> What you need to do
What you give back should be exactly the opening lines of the data, ending with the line that contains "address to ping" and including it.

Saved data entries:
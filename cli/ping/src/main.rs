// Copyright 2025 The Rustux Authors
//
// Use of this source code is governed by a MIT-style
// license that can be found in the LICENSE file or at
// https://opensource.org/licenses/MIT

//! ping - Send ICMP echo requests

mod config;
mod driver;

use anyhow::Result;
use clap::Parser;
use config::PingConfig;
use driver::DriverError;
use log::LevelFilter;
use netlib::{RawTransport, ReplyPolicy};
use std::io;
use std::process::exit;

/// Ping utility
#[derive(Parser, Debug)]
#[command(name = "ping")]
#[command(author = "The Rustux Authors")]
#[command(about = "Send five ICMP ECHO_REQUEST packets to a network host", long_about = None)]
struct Args {
    /// Host name or IPv4 address to ping
    host: Option<String>,

    /// Only count Echo Replies whose identifier and sequence match the request
    #[arg(long)]
    strict: bool,

    /// Verbose output
    #[arg(short, long)]
    verbose: bool,
}

fn main() -> Result<()> {
    let args = Args::parse();
    init_logging(args.verbose);

    let config = PingConfig {
        reply_policy: if args.strict {
            ReplyPolicy::MatchEcho
        } else {
            ReplyPolicy::AcceptAny
        },
        ..PingConfig::default()
    };

    let mut transport = RawTransport::new(config.reply_policy);
    let stdout = io::stdout();

    match driver::run(args.host.as_deref(), &config, &mut transport, &mut stdout.lock()) {
        Ok(()) => Ok(()),
        Err(DriverError::Transport(e)) => {
            eprintln!("ping: {}", e);
            if e.is_permission_denied() {
                eprintln!("Note: ICMP sockets require CAP_NET_RAW capability or root privileges");
            }
            exit(1);
        }
        Err(e) => Err(e.into()),
    }
}

fn init_logging(verbose: bool) {
    let mut builder = env_logger::Builder::from_default_env();
    if verbose {
        builder.filter_level(LevelFilter::Debug);
    }
    builder.format_timestamp_millis().init();
}
// Copyright 2025 The Rustux Authors
//
// Use of this source code is governed by a MIT-style
// license that can be found in the LICENSE file or at
// https://opensource.org/licenses/MIT

//! ICMP echo packet implementation

use crate::checksum::checksum;

pub const ICMP_ECHO_REQUEST: u8 = 8;
pub const ICMP_ECHO_REPLY: u8 = 0;
pub const ICMP_HEADER_LEN: usize = 8;

const IPV4_MIN_HEADER_LEN: usize = 20;

/// An ICMP Echo Request with no payload.
#[derive(Debug, Clone, Copy, PartialEq, Eq)]
pub struct EchoRequest {
    pub identifier: u16,
    pub sequence: u16,
}

impl EchoRequest {
    pub fn new(identifier: u16, sequence: u16) -> Self {
        Self { identifier, sequence }
    }

    /// Wire layout with the checksum field zeroed.
    pub fn unsigned_bytes(&self) -> [u8; ICMP_HEADER_LEN] {
        let mut buf = [0u8; ICMP_HEADER_LEN];
        buf[0] = ICMP_ECHO_REQUEST;
        buf[1] = 0;
        buf[4..6].copy_from_slice(&self.identifier.to_be_bytes());
        buf[6..8].copy_from_slice(&self.sequence.to_be_bytes());
        buf
    }

    /// Finalized packet, ready to transmit.
    pub fn to_bytes(&self) -> [u8; ICMP_HEADER_LEN] {
        let mut buf = self.unsigned_bytes();
        let cksum = checksum(&buf);
        buf[2..4].copy_from_slice(&cksum.to_be_bytes());
        buf
    }
}

#[derive(Debug, Clone, Copy, PartialEq, Eq)]
pub struct IcmpHeader {
    pub icmp_type: u8,
    pub icmp_code: u8,
    pub icmp_cksum: u16,
    pub icmp_id: u16,
    pub icmp_seq: u16,
}

impl IcmpHeader {
    pub fn parse(data: &[u8]) -> Option<Self> {
        if data.len() < ICMP_HEADER_LEN {
            return None;
        }

        Some(Self {
            icmp_type: data[0],
            icmp_code: data[1],
            icmp_cksum: u16::from_be_bytes([data[2], data[3]]),
            icmp_id: u16::from_be_bytes([data[4], data[5]]),
            icmp_seq: u16::from_be_bytes([data[6], data[7]]),
        })
    }

    pub fn is_echo_reply_to(&self, request: &EchoRequest) -> bool {
        self.icmp_type == ICMP_ECHO_REPLY
            && self.icmp_code == 0
            && self.icmp_id == request.identifier
            && self.icmp_seq == request.sequence
    }
}

/// Returns the ICMP message carried by a datagram read from a raw IPv4
/// socket. Input that does not start with a plausible IPv4 header is
/// returned unchanged.
pub fn strip_ipv4_header(datagram: &[u8]) -> &[u8] {
    if datagram.len() < IPV4_MIN_HEADER_LEN || datagram[0] >> 4 != 4 {
        return datagram;
    }

    let ihl = (datagram[0] & 0x0F) as usize * 4;
    if ihl < IPV4_MIN_HEADER_LEN || ihl > datagram.len() {
        return datagram;
    }

    &datagram[ihl..]
}
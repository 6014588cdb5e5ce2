use nalgebra::Vector3;
use quad_cascade::dynamics::{simulate_drone, State};
use quad_cascade::{ControllerConfig, QuadcopterController, Trajectory, VehicleState};

const CONFIG: &str = r#"
vehicle:
  mass: 0.5
  max_thrust: 10.0
integral_mode:
  mode: time_scaled
  dt: 0.01
"#;

// Climb to 5 m, hold, then drift 2 m north while holding altitude.
fn main() {
    let config = match ControllerConfig::from_yaml_str(CONFIG) {
        Ok(config) => config,
        Err(e) => {
            println!("Bad config: {}", e);
            return;
        }
    };

    let trajectory = match Trajectory::new(
        vec![
            Vector3::new(0.0, 0.0, 0.0),
            Vector3::new(0.0, 0.0, -5.0),
            Vector3::new(0.0, 0.0, -5.0),
            Vector3::new(2.0, 0.0, -5.0),
        ],
        vec![0.0, 0.0, 0.0, 0.0],
        vec![0.0, 5.0, 8.0, 20.0],
    ) {
        Ok(trajectory) => trajectory,
        Err(e) => {
            println!("Bad trajectory: {}", e);
            return;
        }
    };

    let mut controller = match QuadcopterController::new(config) {
        Ok(controller) => controller,
        Err(e) => {
            println!("Bad controller: {}", e);
            return;
        }
    };

    let simulation_span = 30.0;
    let dt = 0.01;
    let mut uav_state = State::default();
    let mut step = 0usize;

    while (step as f64) * dt < simulation_span {
        let current_time = step as f64 * dt;

        let output = match controller.run_control(
            &trajectory,
            current_time,
            &VehicleState::from(&uav_state),
        ) {
            Ok(output) => output,
            Err(e) => {
                println!("Control tick failed at t={:.2}: {}", current_time, e);
                break;
            }
        };

        match simulate_drone(
            uav_state,
            controller.config().vehicle,
            output.thrust,
            output.moment,
            (0.0, dt),
            1e-6,
        ) {
            Ok(new_state) => uav_state = new_state,
            Err(e) => {
                println!("Simulation failed: {}", e);
                break;
            }
        }

        if step % 50 == 0 {
            println!(
                "{:.2} {:.3} {:.3} {:.3} thrust={:.3}",
                current_time,
                uav_state.position_x,
                uav_state.position_y,
                -uav_state.position_z,
                output.thrust
            );
        }

        step += 1;
    }
}
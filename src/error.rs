use thiserror::Error;

/// Errors a control stage can report for a single tick.
///
/// None of these are fatal: the caller decides whether to hold the last good
/// output, command a fallback, or abort.
#[derive(Debug, Error)]
pub enum ControlError {
    /// Two consecutive waypoints share a timestamp, so the segment between
    /// them has zero length.
    #[error("degenerate trajectory segment ending at index {index} (t = {time})")]
    DegenerateSegment { index: usize, time: f64 },

    /// `R[2][2]` is too close to zero to divide by (tilt near 90° or inverted).
    #[error("attitude singularity: R33 = {r33}")]
    AttitudeSingularity { r33: f64 },

    /// Thrust used to normalize the acceleration command is at or near zero.
    #[error("invalid thrust divisor: {thrust}")]
    InvalidThrustDivisor { thrust: f64 },

    /// A state, command or feedforward component is NaN or infinite.
    #[error("non-finite input: {what}")]
    NonFiniteInput { what: &'static str },

    /// Waypoint sequences rejected at construction.
    #[error("malformed trajectory: {0}")]
    MalformedTrajectory(String),

    #[error("invalid config: {0}")]
    InvalidConfig(String),

    #[error("config error: {0}")]
    Config(#[from] serde_yaml::Error),
}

> Task output
filename cli/ping/src/main.rs
// Copyright 2025 The Rustux Authors
//
// Use of this source code is governed by a MIT-style
// license that can be found in the LICENSE file or at
// https://opensource.org/licenses/MIT

//! ping - Send ICMP echo requests

mod config;
mod driver;

use anyhow::Result;
use clap::Parser;
use config::PingConfig;
use driver::DriverError;
use log::LevelFilter;
use netlib::{RawTransport, ReplyPolicy};
use std::io;
use std::process::exit;

/// Ping utility
#[derive(Parser, Debug)]
#[command(name = "ping")]
#[command(author = "The Rustux Authors")]
#[command(about = "Send five ICMP ECHO_REQUEST packets to a network host", long_about = None)]
struct Args {
    /// Host name or IPv4 address to ping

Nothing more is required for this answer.